- _Task prompt_
Wherever the string "host" appears in the entries below, return the line that holds it.

◇ ◇ ◇ ◇ ◇ ◇ ◇

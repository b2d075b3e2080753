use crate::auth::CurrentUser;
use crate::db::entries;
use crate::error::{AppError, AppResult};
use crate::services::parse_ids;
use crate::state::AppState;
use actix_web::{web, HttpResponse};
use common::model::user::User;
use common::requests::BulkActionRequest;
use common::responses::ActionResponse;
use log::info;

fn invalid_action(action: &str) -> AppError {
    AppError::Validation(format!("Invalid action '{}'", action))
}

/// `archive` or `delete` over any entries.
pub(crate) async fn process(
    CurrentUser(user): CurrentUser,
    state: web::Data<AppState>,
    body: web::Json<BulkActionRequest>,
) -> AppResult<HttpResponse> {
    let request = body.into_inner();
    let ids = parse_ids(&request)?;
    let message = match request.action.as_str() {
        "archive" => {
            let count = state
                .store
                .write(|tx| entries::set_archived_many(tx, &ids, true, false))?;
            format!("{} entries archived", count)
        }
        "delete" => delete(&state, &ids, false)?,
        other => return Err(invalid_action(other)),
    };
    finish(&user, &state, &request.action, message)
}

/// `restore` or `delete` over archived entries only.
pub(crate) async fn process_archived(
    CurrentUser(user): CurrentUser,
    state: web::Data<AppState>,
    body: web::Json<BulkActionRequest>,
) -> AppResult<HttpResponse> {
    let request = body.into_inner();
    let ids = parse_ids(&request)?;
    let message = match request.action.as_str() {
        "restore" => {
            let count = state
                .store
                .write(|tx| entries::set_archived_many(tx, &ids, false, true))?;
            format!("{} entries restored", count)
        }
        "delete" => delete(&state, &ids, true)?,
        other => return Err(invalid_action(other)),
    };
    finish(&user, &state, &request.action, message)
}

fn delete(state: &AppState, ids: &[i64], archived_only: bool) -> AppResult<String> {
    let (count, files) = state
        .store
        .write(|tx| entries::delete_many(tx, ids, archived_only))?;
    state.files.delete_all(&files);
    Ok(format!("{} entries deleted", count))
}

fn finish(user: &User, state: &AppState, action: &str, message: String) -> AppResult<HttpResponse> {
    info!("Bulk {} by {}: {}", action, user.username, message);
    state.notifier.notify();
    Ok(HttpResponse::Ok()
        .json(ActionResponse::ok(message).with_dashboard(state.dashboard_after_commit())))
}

◇ ◇ ◇ ◇ ◇ ◇ ◇

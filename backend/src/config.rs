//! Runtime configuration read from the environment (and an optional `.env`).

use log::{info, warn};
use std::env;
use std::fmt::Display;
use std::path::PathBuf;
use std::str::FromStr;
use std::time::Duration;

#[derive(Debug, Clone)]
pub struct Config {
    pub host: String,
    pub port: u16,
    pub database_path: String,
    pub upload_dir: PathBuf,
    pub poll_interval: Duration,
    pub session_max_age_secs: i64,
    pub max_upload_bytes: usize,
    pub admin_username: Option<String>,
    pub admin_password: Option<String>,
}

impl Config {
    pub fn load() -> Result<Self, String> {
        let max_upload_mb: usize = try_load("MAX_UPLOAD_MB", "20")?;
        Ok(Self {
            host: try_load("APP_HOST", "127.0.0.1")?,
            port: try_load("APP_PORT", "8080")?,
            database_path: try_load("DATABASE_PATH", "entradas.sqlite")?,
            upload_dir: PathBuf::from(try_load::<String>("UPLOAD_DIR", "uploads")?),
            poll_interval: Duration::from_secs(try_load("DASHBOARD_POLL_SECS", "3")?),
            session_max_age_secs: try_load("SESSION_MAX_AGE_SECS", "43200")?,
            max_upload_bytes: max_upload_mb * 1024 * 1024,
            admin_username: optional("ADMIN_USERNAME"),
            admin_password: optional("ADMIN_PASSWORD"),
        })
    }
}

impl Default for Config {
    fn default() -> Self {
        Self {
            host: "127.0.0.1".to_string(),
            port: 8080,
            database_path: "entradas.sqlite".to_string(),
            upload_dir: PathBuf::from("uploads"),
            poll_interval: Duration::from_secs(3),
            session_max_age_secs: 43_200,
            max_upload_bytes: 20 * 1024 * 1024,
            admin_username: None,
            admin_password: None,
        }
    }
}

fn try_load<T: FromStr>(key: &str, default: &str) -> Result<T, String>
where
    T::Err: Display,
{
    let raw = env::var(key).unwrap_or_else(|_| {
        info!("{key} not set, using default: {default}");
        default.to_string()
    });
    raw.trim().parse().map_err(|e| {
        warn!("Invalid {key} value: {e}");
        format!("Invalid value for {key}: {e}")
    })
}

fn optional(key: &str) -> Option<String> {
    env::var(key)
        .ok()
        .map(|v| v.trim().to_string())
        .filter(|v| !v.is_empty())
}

◇ ◇ ◇ ◇ ◇ ◇ ◇

- _Solution to the exercise_
    pub host: String,
            host: try_load("APP_HOST", "127.0.0.1")?,
            host: "127.0.0.1".to_string(),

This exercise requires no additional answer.